"eleven" in Aramaic?
May 11, 2007 6:54 AM   RSS feed for this thread Subscribe

How do you say "eleven" in Aramaic?

A friend of mine would like to get a tattoo of the word "eleven" in Aramaic, but neither of us knows a thing about the language. Also, what numeric system would have been used by Aramaic speakers at the time of Christ? What would the numeral for 11 be? Any help would be appreciated!
posted by tperrigo to grab bag (13 comments total)
I think it's believed (hey, look at the concrete info!) that Jesus spoke the Syriac dialect of Aramaic. I can dig out my Syriac primer later if no one can give you a good answer.
posted by MarkAnd at 7:11 AM on May 11, 2007


This site has assyrian language tutorials. Numbers are in lesson 23.
posted by atrazine at 7:13 AM on May 11, 2007


Which dialect?
posted by Pollomacho at 7:40 AM on May 11, 2007


Not sure on the dialect, Pollomacho; the tattoo my friend has in mind is religious (Christian) in nature, so I guess whatever Aramaic dialect is associated with Christ / New Testament. (MarkAnd mentioned the Syriac dialect...?)
posted by tperrigo at 7:56 AM on May 11, 2007


Thanks atrazine; that site had the Assyrian Aramaic numeral for 11. Do you know if it also has the word for "eleven" (I'm not sure if my friend is looking for the numeral for "11" or the word for "eleven", so I figured I'd try to find both).
posted by tperrigo at 8:04 AM on May 11, 2007


The Dolabani Syriac lexicon gives HdaAsar ܚܕ݂ܰܥܣܰܪ. (Note that this is the masculine form; Semitic languages have different masculine and feminine numerals. I think the feminine would end in -at.) You can see both forms here (scroll down to "Zweite Dekade" and read across from 11.) I'm afraid I don't actually know the language, so I can't tell you what the difference between the two forms under f. is.
posted by languagehat at 9:16 AM on May 11, 2007


Yes, if you're looking for something Christian in nature, then it's Syriac (aka Eastern dialect) that you want.
posted by atrazine at 9:19 AM on May 11, 2007


My understanding was that the Hebrew and Aramaic method of counting was similar to the Egyptian/Greek system: The first 9 letters represent 1 - 9; the next 9 represent 10 through 90; the next 9 represent 100 through 900 (and so forth until you run out of letters.) In Hebrew, 11 would be yud aleph, and I believe that Jesus' Aramaic would have used the same Hebrew characters (though I'm no expert.)

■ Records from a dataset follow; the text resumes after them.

//! BCM2835 (Raspberry Pi 1/Zero) constants.

use crate::hw::gpio::PullScheme;

pub const NAME: &str = "BCM2835 (Raspberry Pi 1/Zero)";

pub const PERIPHERAL_BASE: usize = 0x2000_0000;

/// Core clock feeding the Mini UART baud generator.
pub const SYSTEM_CLOCK_HZ: u32 = 250_000_000;

pub const PULL_SCHEME: PullScheme = PullScheme::Clocked;
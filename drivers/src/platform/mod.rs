//! Platform Abstraction Layer
//!
//! Compile-time SoC selection plus the production implementations of the
//! driver's hardware seams: volatile MMIO register access, region mapping
//! and the system-timer clock.
//!
//! # Usage
//!
//! ```no_run
//! use miniuart::platform::{IdentityMapper, SystemTimerClock};
//! use miniuart::peripheral::mini_uart::{self, DriverOptions};
//! use miniuart::hal::serial::DeviceConfig;
//!
//! let clock = unsafe { SystemTimerClock::new(miniuart::platform::SYSTEM_TIMER_BASE) };
//! let device = mini_uart::attach(
//!     &mut IdentityMapper,
//!     clock,
//!     DeviceConfig::default(),
//!     DriverOptions::default(),
//! )?;
//! device.send_buffer(b"hello\n");
//! # Ok::<(), miniuart::hal::serial::UartError>(())
//! ```

mod mmio;
mod timer;

pub use mmio::{IdentityMapper, IoMapper, MmioRegisters};
pub use timer::SystemTimerClock;

use crate::hw::{aux, gpio};

// Platform selection based on Cargo features
cfg_if::cfg_if! {
    if #[cfg(feature = "bcm2711")] {
        mod bcm2711;
        pub use bcm2711::*;
    } else if #[cfg(feature = "bcm2835")] {
        mod bcm2835;
        pub use bcm2835::*;
    } else {
        compile_error!(
            "No platform selected!\n\
            Use: cargo build --features bcm2711\n\
            Or:  cargo build --no-default-features --features bcm2835"
        );
    }
}

// Ensure only one platform is selected
#[cfg(all(feature = "bcm2835", feature = "bcm2711"))]
compile_error!("Multiple platforms selected! Choose only one: bcm2835 OR bcm2711");

/// Physical address of the auxiliary block holding the Mini UART.
pub const AUX_BASE: usize = PERIPHERAL_BASE + aux::AUX_OFFSET;

/// Physical address of the GPIO block.
pub const GPIO_BASE: usize = PERIPHERAL_BASE + gpio::GPIO_OFFSET;

/// Physical address of the free-running system timer.
pub const SYSTEM_TIMER_BASE: usize = PERIPHERAL_BASE + 0x3000;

I suspect that the Aramaic word for 11 would be a "one and ten" construction; I think that the Hebrew word for eleven is "echad'asar" -- echad is one and eser/asar is ten. I'd wager that the Aramaic isn't far off.
posted by cgs06 at 9:29 AM on May 11, 2007


Looking at languagehat's link (nice find!), I submit that there's a typo in the lexicon. I'd wager much money that it's "HadAsar."

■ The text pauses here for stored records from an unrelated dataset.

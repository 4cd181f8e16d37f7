//! GPIO registers and encodings used to route the Mini UART to its pins.

/// Offset of the GPIO block from the peripheral base.
pub const GPIO_OFFSET: usize = 0x20_0000;
/// Bytes mapped for the GPIO block.
pub const GPIO_SPAN: usize = 0x1000;

pub const GPFSEL1: usize = 0x04;
pub const GPPUD: usize = 0x94;
pub const GPPUDCLK0: usize = 0x98;
pub const GPPUPPDN0: usize = 0xE4;

/// Mini UART transmit pin.
pub const TXD1_PIN: u8 = 14;
/// Mini UART receive pin.
pub const RXD1_PIN: u8 = 15;

/// GPIO function selection (3-bit field per pin).
#[repr(u32)]
#[derive(Copy, Clone, Debug, PartialEq, Eq)]
pub enum Function {
    Input = 0b000,
    Output = 0b001,
    Alt0 = 0b100,
    Alt1 = 0b101,
    Alt2 = 0b110,
    Alt3 = 0b111,
    Alt4 = 0b011,
    Alt5 = 0b010,
}

/// Platform-independent pull resistor request.
#[derive(Copy, Clone, Debug, PartialEq, Eq)]
pub enum Pull {
    None,
    Up,
    Down,
}

impl Pull {
    /// Encoding for the BCM2711 `GPIO_PUP_PDN_CNTRL` registers.
    pub const fn pup_pdn_bits(self) -> u32 {
        match self {
            Pull::None => 0b00,
            Pull::Up => 0b01,
            Pull::Down => 0b10,
        }
    }

    /// Encoding for the BCM2835 `GPPUD` register.
    pub const fn gppud_bits(self) -> u32 {
        match self {
            Pull::None => 0b00,
            Pull::Down => 0b01,
            Pull::Up => 0b10,
        }
    }
}

/// How a SoC programs pull resistors.
#[derive(Copy, Clone, Debug, PartialEq, Eq)]
pub enum PullScheme {
    /// Direct 2-bit field per pin (`GPPUPPDN0..3`), BCM2711.
    Direct,
    /// Control value clocked into pins through `GPPUD`/`GPPUDCLK0`, BCM2835.
    Clocked,
}

/// Shift of `pin`'s function-select field within its `GPFSELn` register.
pub const fn fsel_shift(pin: u8) -> u32 {
    (pin as u32 % 10) * 3
}

/// Shift of `pin`'s pull field within its `GPPUPPDNn` register.
pub const fn pup_pdn_shift(pin: u8) -> u32 {
    (pin as u32 % 16) * 2
}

Had is the word for "one" in the lexicon, and etymologically it's obviously likely to be a cognate to "echad." Asar/eser/aesro all mean ten. So I think that HadAsar is the natural construction.

Heh... never thought I'd be correcting anything in Aramaic.
posted by cgs06 at 9:36 AM on May 11, 2007


I remember watching Gibson's Jesus flick, and the word for thirty (as in pieces of silver) was the same as modern Arabic - tlateen. I don't know what other numbers might correspond.
posted by Liosliath at 9:59 AM on May 11, 2007


Oh yeah... 11 in darija is нdaš. Very interesting stuff.
posted by Liosliath at 10:05 AM on May 11, 2007


in the Talmud, written in Babalonian Aramaic, eleven is Hadsar
posted by milestogo at 1:07 PM on May 11, 2007


Wow, thanks for the answers everyone! This turned out to be a much more interesting and enlightening thread than I had even hoped for...I really appreciate all the responses!